Results: There were 878 participants enrolled and randomized into the study. All participants were ART-naive throughout the study. In intent-to-treat analysis, participants receiving the combined supplement of multivitamins plus selenium had a significantly lower risk vs placebo of reaching CD4 cell count 250/μL or less (adjusted hazard ratio [HR], 0.46; 95% CI, 0.25-0.85; P = .01; absolute event rate [AER], 4.79/100 person-years; censoring rate, 0.92; 17 events; placebo AER, 9.22/100 person-years; censoring rate, 0.85; 32 events). Multivitamins plus selenium in a single supplement, vs placebo, also reduced the risk of secondary events of combined outcomes for disease progression (CD4 cell count ≤250/μL, AIDS-defining conditions, or AIDS-related death, whichever occurred earlier [adjusted HR, 0.56; 95% CI, 0.33-0.95; P = .03; AER, 6.48/100 person-years; censoring rate, 0.90; 23 events]). There was no effect of supplementation on HIV viral load. Multivitamins alone and selenium supplementation alone were not statistically different from placebo for any end point. Reported adverse events were adjudicated as unlikely to be related to the intervention, and there were no notable differences in incidence of HIV-related and health-related events among study groups.
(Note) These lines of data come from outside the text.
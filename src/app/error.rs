use serde::Serialize;
use std::fmt;

pub const ERR_VALIDATION: &str = "ERR_VALIDATION";
pub const ERR_LAUNCH: &str = "ERR_LAUNCH";
pub const ERR_PROCESS: &str = "ERR_PROCESS";
pub const ERR_PROTOCOL: &str = "ERR_PROTOCOL";
pub const ERR_EXTRACTION: &str = "ERR_EXTRACTION";
pub const ERR_SYSTEM: &str = "ERR_SYSTEM";

#[derive(Debug, Clone, Serialize)]
pub struct AppError {
    pub error: String,
    pub code: String,
    pub trace_id: String,
}

impl AppError {
    pub fn new(code: impl Into<String>, message: impl Into<String>, trace_id: impl Into<String>) -> Self {
        Self {
            error: message.into(),
            code: code.into(),
            trace_id: trace_id.into(),
        }
    }

    /// Bad user input, rejected before any task starts.
    pub fn validation(message: impl Into<String>, trace_id: impl Into<String>) -> Self {
        Self::new(ERR_VALIDATION, message, trace_id)
    }

    /// An external executable could not be found or started.
    pub fn launch(message: impl Into<String>, trace_id: impl Into<String>) -> Self {
        Self::new(ERR_LAUNCH, message, trace_id)
    }

    pub fn process(message: impl Into<String>, trace_id: impl Into<String>) -> Self {
        Self::new(ERR_PROCESS, message, trace_id)
    }

    pub fn protocol(message: impl Into<String>, trace_id: impl Into<String>) -> Self {
        Self::new(ERR_PROTOCOL, message, trace_id)
    }

    pub fn extraction(message: impl Into<String>, trace_id: impl Into<String>) -> Self {
        Self::new(ERR_EXTRACTION, message, trace_id)
    }

    pub fn system(message: impl Into<String>, trace_id: impl Into<String>) -> Self {
        Self::new(ERR_SYSTEM, message, trace_id)
    }

    pub fn is_validation(&self) -> bool {
        self.code == ERR_VALIDATION
    }
}

impl fmt::Display for AppError {
    fn fmt(&self, f: &mut fmt::Formatter<'_>) -> fmt::Result {
        write!(f, "{} ({})", self.error, self.code)
    }
}

impl std::error::Error for AppError {}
Conclusions and relevance: In ART-naive HIV-infected adults, 24-month supplementation with a single supplement containing multivitamins and selenium was safe and significantly reduced the risk of immune decline and morbidity. Micronutrient supplementation may be effective when started in the early stages of HIV disease.

Figure 1. Randomization Flowchart

Flowchart depicts the study participant screening, randomization, disposition, and loss to follow-up by group. Of the 878 participants enrolled and randomized, 872 were included in the primary analysis; data for 6 patients (0.06%) were missing. Total loss to follow-up was 17.5% (153/872), which included those who missed more than 3 monthly visits and were formally declared lost to follow-up; we were unable to contact them, and they did not return for a study visit. This loss to follow-up also included those who moved from the catchment area and those who chose to discontinue participation. Additionally, 7.5% (66/872) had left the study because of pregnancy, for a total loss to follow-up of 25% (219/872) for the 5-year study. χ² analysis showed that there were no significant differences among the groups in loss to follow-up, (df=3, value 0.74, P=.86). BMI indicates body mass index; HIV, human immunodeficiency virus.

Figure 2. Kaplan-Meier Estimates for Reaching the Primary End Point of CD4 Cell Count of 250/μL or Less by Supplementation Group

The numbers at risk refer to the number of participants at risk entering each 6-month interval by supplementation group.